Adorned with bright red poppy’s, ei katu’s, and in their Sunday best, a crowd of 300+ from the Cook Islands community turned out in full force to commemorate our 500 ANZAC soldiers. The day opened with a turou from Cultural Expert and Community Leader Tepoave Araitia welcoming the Honourable Cook Islands Prime Minister Henry Puna, Consulate General Rosie Blake and the Honourable Minister Alfred Ngaro to the Ta’okotai’anga Trust where the event was held. Prime Minister Puna and Minister Ngaro took the time to celebrate with our families, the sacrifices of our Tupuna’s, and to lay a wreath in their honour. In his address, Minister Ngaro spoke about how our Tupuna’s sacrifice inspired the unity and love felt on the day, “our Tupuna’s has united us as one people, with one purpose.” Minister Ngaro also spoke about the significance of the event not only to the families, but also to the younger members of our Cook Islands community and the role that we as a village play in their upbringing, “our children will see in us a vision for hope.”

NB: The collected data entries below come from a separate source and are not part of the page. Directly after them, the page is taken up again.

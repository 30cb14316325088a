//! Per-client fixed-window rate limiting for token redemption.

// self
use crate::{
	_prelude::*,
	auth::ClientId,
	clock::Clock,
	obs::{self, Operation, OperationSpan, Outcome},
	store::CounterStore,
};

/// Quota and window length enforced per client.
#[derive(Clone, Copy, Debug, PartialEq, Eq)]
pub struct WindowPolicy {
	/// Length of one window.
	pub window: Duration,
	/// Requests admitted per window.
	pub quota: u32,
}
impl WindowPolicy {
	/// Default window length (60 seconds).
	pub const DEFAULT_WINDOW: Duration = Duration::seconds(60);
	/// Default number of requests admitted per window.
	pub const DEFAULT_QUOTA: u32 = 10;

	/// Creates a policy admitting `quota` requests per `window`.
	pub fn new(window: Duration, quota: u32) -> Self {
		Self { window, quota }
	}

	/// Advances `slot` by one request observed at `now`.
	///
	/// - No window, or `now` past the reset instant: start a fresh window with `count = 1`.
	/// - Live window under quota: increment.
	/// - Live window at quota: reject without counting the request.
	pub fn step(&self, slot: &mut Option<WindowCounter>, now: OffsetDateTime) -> Admission {
		match slot {
			Some(counter) if !counter.has_elapsed_at(now) =>
				if counter.count < self.quota {
					counter.count += 1;

					Admission::Admitted
				} else {
					Admission::Rejected(RetryDirective::until(counter.reset_at, now))
				},
			_ => {
				*slot = Some(WindowCounter { count: 1, reset_at: now + self.window });

				Admission::Admitted
			},
		}
	}
}
impl Default for WindowPolicy {
	fn default() -> Self {
		Self::new(Self::DEFAULT_WINDOW, Self::DEFAULT_QUOTA)
	}
}

/// Requests seen from one client in its current window.
#[derive(Clone, Copy, Debug, PartialEq, Eq)]
pub struct WindowCounter {
	/// Requests admitted in the current window.
	pub count: u32,
	/// Last instant that still belongs to the current window.
	pub reset_at: OffsetDateTime,
}
impl WindowCounter {
	/// Returns `true` once `now` is past the reset instant.
	pub fn has_elapsed_at(&self, now: OffsetDateTime) -> bool {
		now > self.reset_at
	}
}

/// Result of [`RateLimiter::admit`].
#[derive(Clone, Debug, PartialEq, Eq)]
pub enum Admission {
	/// The request may proceed.
	Admitted,
	/// The client exhausted its quota for the current window.
	Rejected(RetryDirective),
}
impl Admission {
	/// Returns `true` for [`Admission::Admitted`].
	pub fn is_admitted(&self) -> bool {
		matches!(self, Self::Admitted)
	}
}

/// Advises callers when to retry after an [`Admission::Rejected`].
#[derive(Clone, Debug, PartialEq, Eq)]
pub struct RetryDirective {
	/// Instant the current window resets.
	pub earliest_retry_at: OffsetDateTime,
	/// Time left in the current window.
	pub retry_after: Duration,
}
impl RetryDirective {
	/// Builds a directive pointing at `reset_at`, observed at `now`.
	pub fn until(reset_at: OffsetDateTime, now: OffsetDateTime) -> Self {
		let remaining = reset_at - now;

		Self {
			earliest_retry_at: reset_at,
			retry_after: if remaining.is_negative() { Duration::ZERO } else { remaining },
		}
	}

	/// Whole seconds to wait, rounded up and never below one.
	pub fn retry_after_secs(&self) -> u64 {
		let whole = self.retry_after.whole_seconds().max(0) as u64;
		let partial = u64::from(self.retry_after.subsec_nanoseconds() > 0);

		(whole + partial).max(1)
	}
}

/// Fixed-window limiter keyed by [`ClientId`].
///
/// Windows start at a client's first request and do not slide: a client may spend its whole
/// quota at the end of one window and again at the start of the next, so up to twice the quota
/// can pass within one window length straddling a reset.
#[derive(Clone, Debug)]
pub struct RateLimiter {
	store: Arc<dyn CounterStore>,
	clock: Arc<dyn Clock>,
	policy: WindowPolicy,
}
impl RateLimiter {
	/// Creates a limiter over the provided window store.
	pub fn new(store: Arc<dyn CounterStore>, clock: Arc<dyn Clock>, policy: WindowPolicy) -> Self {
		Self { store, clock, policy }
	}

	/// Counts one request from `client` and decides whether it may proceed.
	pub fn admit(&self, client: &ClientId) -> Admission {
		const OP: Operation = Operation::Admit;

		let _span = OperationSpan::new(OP, "admit").entered();
		let now = self.clock.now();
		let policy = self.policy;
		let admission = self.store.apply(client, &mut |slot| policy.step(slot, now));

		match &admission {
			Admission::Admitted => obs::record_outcome(OP, Outcome::Success),
			Admission::Rejected(directive) => {
				obs::record_outcome(OP, Outcome::Rejected);
				#[cfg(feature = "tracing")]
				tracing::warn!(
					client = %client,
					retry_after_secs = directive.retry_after_secs(),
					"rate limit exceeded"
				);
				#[cfg(not(feature = "tracing"))]
				let _ = directive;
			},
		}

		admission
	}

	/// Drops windows that have already reset. A dropped window and a missing one admit
	/// identically, so sweeping never changes admission results.
	pub fn sweep(&self) -> usize {
		let _span = OperationSpan::new(Operation::Sweep, "rate_limit_windows").entered();

		self.store.purge_elapsed(self.clock.now())
	}

	/// Number of client windows currently tracked.
	pub fn len(&self) -> usize {
		self.store.len()
	}

	/// Returns `true` when no client windows are tracked.
	pub fn is_empty(&self) -> bool {
		self.store.is_empty()
	}

	/// Policy enforced by this limiter.
	pub fn policy(&self) -> WindowPolicy {
		self.policy
	}
}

Ideally the Taokotai Trust was established with the vision of ‘togetherness’ and ‘prosperity’ in mind. The commemoration was visual proof that our community is achieving this vision. Board Chair Henry Herman and Board members were honoured to welcome this event to the Taokotai, and are even more honoured to welcome a monument for our soldiers to be laid in the 2018 ANZAC Commemoration. The Board would like to extend a warm-hearted thank you to the families, Vaka and Enua Leaders, Church Leaders, Community Leaders, and everyone who attended on the day. As a community, we were moved to tears by the families who shared their history, inspired by our leaders, and united by the sacrifice of our ancestors. On this day, we were truly one people, come together for one purpose, to uplift, uphold, and remember our fallen soldiers.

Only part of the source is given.